Prompt >> For every line in the entries that contains "Some", show the whole line.

Source data >>
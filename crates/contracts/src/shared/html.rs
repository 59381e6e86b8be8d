/// Escapes text for use inside an HTML element or a double-quoted attribute.
pub fn escape(text: &str) -> String {
    let mut out = String::with_capacity(text.len());
    for ch in text.chars() {
        match ch {
            '&' => out.push_str("&amp;"),
            '<' => out.push_str("&lt;"),
            '>' => out.push_str("&gt;"),
            '"' => out.push_str("&quot;"),
            _ => out.push(ch),
        }
    }
    out
}

#[cfg(test)]
mod tests {
    use super::*;

    #[test]
    fn test_escape() {
        assert_eq!(escape("Red"), "Red");
        assert_eq!(escape("Black & White"), "Black &amp; White");
        assert_eq!(escape(r#"<b>"x"</b>"#), "&lt;b&gt;&quot;x&quot;&lt;/b&gt;");
    }
}
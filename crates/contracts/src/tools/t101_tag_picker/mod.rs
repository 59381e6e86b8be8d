pub mod record;

pub use record::{decode_tagging, tags_to_text, TagRecord, TaggingDocument};
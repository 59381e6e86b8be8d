pub mod api;
pub mod commit;
pub mod item;
pub mod view;

pub use view::ColorPicker;
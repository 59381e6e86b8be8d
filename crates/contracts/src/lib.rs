//! Data contracts for the authoring tools: dataset records, payload decoding
//! and the formatting of committed selections.

pub mod host;
pub mod shared;
pub mod tools;
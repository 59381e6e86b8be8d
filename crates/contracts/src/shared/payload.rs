use serde::de::{DeserializeOwned, Deserializer};
use serde::Deserialize;
use serde_json::Value;
use thiserror::Error;

/// Why a fetched dataset payload could not be turned into records.
#[derive(Debug, Clone, PartialEq, Eq, Error)]
pub enum PayloadError {
    #[error("payload is not valid JSON: {0}")]
    Malformed(String),
    #[error("payload does not contain a record array")]
    NotAnArray,
    #[error("payload contains no records")]
    Empty,
}

impl PayloadError {
    /// Empty and shapeless payloads are rendered as "no data found",
    /// everything else as a load failure.
    pub fn is_no_data(&self) -> bool {
        matches!(self, PayloadError::NotAnArray | PayloadError::Empty)
    }
}

/// Records decoded from a payload together with the number of array elements
/// that did not fit the record shape.
#[derive(Debug, Clone, PartialEq)]
pub struct Decoded<T> {
    pub items: Vec<T>,
    pub skipped: usize,
}

/// Parses raw text as JSON.
pub fn parse_json(text: &str) -> Result<Value, PayloadError> {
    serde_json::from_str(text).map_err(|e| PayloadError::Malformed(e.to_string()))
}

/// Decodes every element of a JSON array independently; elements that fail to
/// decode are counted instead of failing the whole payload.
pub fn decode_records<T: DeserializeOwned>(value: Value) -> Result<Decoded<T>, PayloadError> {
    let Value::Array(elements) = value else {
        return Err(PayloadError::NotAnArray);
    };
    if elements.is_empty() {
        return Err(PayloadError::Empty);
    }

    let total = elements.len();
    let items: Vec<T> = elements
        .into_iter()
        .filter_map(|element| serde_json::from_value(element).ok())
        .collect();
    let skipped = total - items.len();

    Ok(Decoded { items, skipped })
}

/// Optional text field that tolerates any JSON type: strings are kept,
/// numbers and booleans are rendered as text, null and containers are absent.
pub fn lenient_text<'de, D>(deserializer: D) -> Result<Option<String>, D::Error>
where
    D: Deserializer<'de>,
{
    Ok(match Value::deserialize(deserializer)? {
        Value::String(text) => Some(text),
        Value::Number(number) => Some(number.to_string()),
        Value::Bool(flag) => Some(flag.to_string()),
        Value::Null | Value::Array(_) | Value::Object(_) => None,
    })
}

/// Like [`lenient_text`], with absent values read as the empty string.
pub fn lenient_text_or_empty<'de, D>(deserializer: D) -> Result<String, D::Error>
where
    D: Deserializer<'de>,
{
    lenient_text(deserializer).map(Option::unwrap_or_default)
}

#[cfg(test)]
mod tests {
    use super::*;
    use serde::Deserialize;

    #[derive(Debug, Deserialize, PartialEq)]
    struct Row {
        id: String,
    }

    #[test]
    fn test_decode_records_skips_bad_elements() {
        let value = parse_json(r#"[{"id":"a"},{"name":"no id"},{"id":"b"}]"#).unwrap();
        let decoded: Decoded<Row> = decode_records(value).unwrap();
        assert_eq!(decoded.items.len(), 2);
        assert_eq!(decoded.items[1].id, "b");
        assert_eq!(decoded.skipped, 1);
    }

    #[test]
    fn test_decode_records_rejects_non_array_and_empty() {
        let object = parse_json(r#"{"id":"a"}"#).unwrap();
        assert_eq!(
            decode_records::<Row>(object).unwrap_err(),
            PayloadError::NotAnArray
        );

        let empty = parse_json("[]").unwrap();
        assert_eq!(decode_records::<Row>(empty).unwrap_err(), PayloadError::Empty);
    }

    #[derive(Debug, Deserialize)]
    struct Loose {
        #[serde(default, deserialize_with = "lenient_text")]
        flag: Option<String>,
        #[serde(default, deserialize_with = "lenient_text_or_empty")]
        path: String,
    }

    #[test]
    fn test_lenient_text_accepts_any_json_type() {
        let loose: Loose = serde_json::from_str(r#"{"flag":true,"path":null}"#).unwrap();
        assert_eq!(loose.flag.as_deref(), Some("true"));
        assert_eq!(loose.path, "");

        let loose: Loose = serde_json::from_str(r#"{"flag":[1],"path":42}"#).unwrap();
        assert_eq!(loose.flag, None);
        assert_eq!(loose.path, "42");

        let loose: Loose = serde_json::from_str("{}").unwrap();
        assert_eq!(loose.flag, None);
        assert_eq!(loose.path, "");
    }

    #[test]
    fn test_parse_json_malformed() {
        let err = parse_json("<html>502 Bad Gateway</html>").unwrap_err();
        assert!(matches!(err, PayloadError::Malformed(_)));
        assert!(!err.is_no_data());
        assert!(PayloadError::Empty.is_no_data());
    }
}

Written response >>
        Value::String(text) => Some(text),
        Value::Number(number) => Some(number.to_string()),
        Value::Bool(flag) => Some(flag.to_string()),
        assert_eq!(loose.flag.as_deref(), Some("true"));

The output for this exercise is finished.